As the snow melts it’s time to go find some sheds-Jason Brooks

by Jason Brooks

With deer and elk dropping their antlers and the snow level climbing above 5,000 feet it’s time to go shed hunting. This long and harsh winter is finally coming to an end and before green-up occurs the matted-down vegetation found in the woods right now makes it easier to find the prized bone. Here are a few tips as well as some reminders on shed hunting here in Washington.

My Hungarian Vizsla “Lucy” helps me find sheds-Jason Brooks

Use your dog! One way to increase your antler cache is to train your dog to look for sheds. Play fetch or force break retrieving using an antler and heavily reward your dog when they find it and bring it back. It won’t take long and they’ll be out searching for sheds and bringing them back to you in trade for a small treat. You will note my Hungarian Vizsla Lucy is wearing her hunting vest by Browning. This helps me keep tabs on her as she races across the hillsides. If we stumble across some deer or elk I can easily see her and call her back, leaving the animals alone.
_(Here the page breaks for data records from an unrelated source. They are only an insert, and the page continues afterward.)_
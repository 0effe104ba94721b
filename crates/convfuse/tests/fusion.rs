use convfuse::ops::Activation;
use convfuse::{FusedOp, FusionSpec, KernelError};

#[test]
fn parses_known_names_in_order() {
    let spec = FusionSpec::parse(&["BiasAdd", "Relu"]).unwrap();
    assert_eq!(
        spec.ops(),
        &[FusedOp::BiasAdd, FusedOp::Activation(Activation::Relu)]
    );
    assert_eq!(spec.num_args(), 1);
    assert_eq!(spec.to_string(), "BiasAdd+Relu");
    assert_eq!(spec.names(), vec!["BiasAdd".to_string(), "Relu".to_string()]);

    let reordered = FusionSpec::parse(&["Relu", "BiasAdd"]).unwrap();
    assert_ne!(reordered, spec);
}

#[test]
fn rejects_empty_and_unknown_specs() {
    let empty: [&str; 0] = [];
    assert!(matches!(
        FusionSpec::parse(&empty),
        Err(KernelError::InvalidAttribute { .. })
    ));
    let err = FusionSpec::parse(&["BiasAdd", "Gelu"]).unwrap_err();
    assert!(err.to_string().contains("Gelu"), "{err}");
}

#[test]
fn counts_one_argument_per_bias_add() {
    let spec = FusionSpec::parse(&["BiasAdd", "Elu", "BiasAdd"]).unwrap();
    assert_eq!(spec.num_args(), 2);
    assert_eq!(FusionSpec::parse(&["Relu6"]).unwrap().num_args(), 0);
    assert_eq!(FusionSpec::bias_add().num_args(), 1);
}

#[test]
fn activations_follow_their_definitions() {
    assert_eq!(Activation::Relu.apply(-3.0), 0.0);
    assert_eq!(Activation::Relu.apply(2.5), 2.5);
    assert_eq!(Activation::Relu6.apply(7.0), 6.0);
    assert_eq!(Activation::Relu6.apply(-1.0), 0.0);
    assert_eq!(Activation::Elu.apply(1.5), 1.5);
    assert!((Activation::Elu.apply(-1.0) - ((-1.0f64).exp() - 1.0)).abs() < 1e-15);
}
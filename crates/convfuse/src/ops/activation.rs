//! Point-wise activations usable as fused epilogues.

use std::fmt;

/// Activation applied after the convolution sum has been rounded to the element type.
#[derive(Debug, Clone, Copy, PartialEq, Eq, Hash)]
pub enum Activation {
    Relu,
    Relu6,
    Elu,
}

impl Activation {
    pub fn name(self) -> &'static str {
        match self {
            Activation::Relu => "Relu",
            Activation::Relu6 => "Relu6",
            Activation::Elu => "Elu",
        }
    }

    #[inline]
    pub fn apply(self, x: f64) -> f64 {
        match self {
            Activation::Relu => x.max(0.0),
            Activation::Relu6 => x.max(0.0).min(6.0),
            Activation::Elu => {
                if x > 0.0 {
                    x
                } else {
                    x.exp_m1()
                }
            }
        }
    }
}

impl fmt::Display for Activation {
    fn fmt(&self, f: &mut fmt::Formatter<'_>) -> fmt::Result {
        f.write_str(self.name())
    }
}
When you find one shed look around for the other side nearby-Jason Brooks

When you find one shed, look for the other. The bases loosen and they fall off, which often happens simultaneously. If you find one shed search around and you might pick up a match set.

Leave winter kill skulls and antlers in the field-Jason Brooks

Leave winter kill animals alone. In Washington you can only collect naturally shed antlers so if you come across a winter kill leave it for the coyotes and other animals.

Leave deer and elk alone so they can recover from the long winter-Jason Brooks

If you find a group of deer or herd of elk then back out and come back another day. You might be out stretching your legs and getting a good workout in while hiking the hills but the animals are still enduring the harsh winter. Their fat reserves are gone and until the grasses and brush start to green up they don’t have much of a food source. It’s best to leave animals alone, even if you see a nice buck and hope to follow him until the antlers drop. Mark the spot on your GPS and come back next week.

Finding sheds is a great way to get afield in the springtime-Jason Brooks

Remember that shed hunting is a business for some and it can be very competitive. If you find an open slope and are lucky enough to find a shed or two then remember the spot for next year and keep it to yourself. Popular places near known wintering grounds can be very competitive. Only shed hunt on public lands or where you have permission and check the WDFW website regarding WDFW lands as most of them are closed until later in the spring to allow wintering animals a place to rest.

I love shed hunting because it’s a chance to work with my dog, get some excersice, and spend some quality time outside with my kids. After the winter we’ve had here in Washington it’s about time all of us get outside anyway. It’s been a long one!

Jason Brooks
The Outdoor Line-Blogger
Jason Brooks Photography

 

2 thoughts on “Shed Hunting 101

  1. Great post Jason. I’m a tad biased, but Vizslas are the ultimate dog. Intelligent, fast, strong and agile. Our Ms. Moneypenny (Penny) is 8 months old and I have her out hiking with me off leash 4 or 5 times a week. I have a hunter orange Chilly Dogs coat for protection and visibility and a really cool rechargeable flashing LED harness for night visibility call a Light Hound. Without getting too specific, can you give me a general area to start my shed hunting?

    Thanks,
    Adam

    P.S. Vizslas rock!

  2. Shed hunting is a great way to break the cabin fever we’ve all contracted over the winter months. I am looking forward to getting out and finding as many sheds as I can this spring. I’ve trained my black lab to help find sheds and he’s an ace at it. I used the same method you did for your Vizsla. It works great and he loves his treats. I am so glad that you included the part about not messing with the animals. The winters are always rough on them and some years more than others. The last thing they need to be doing is running away from shed hunters and expelling unneeded energy that they could use to find better grazing area. Great article!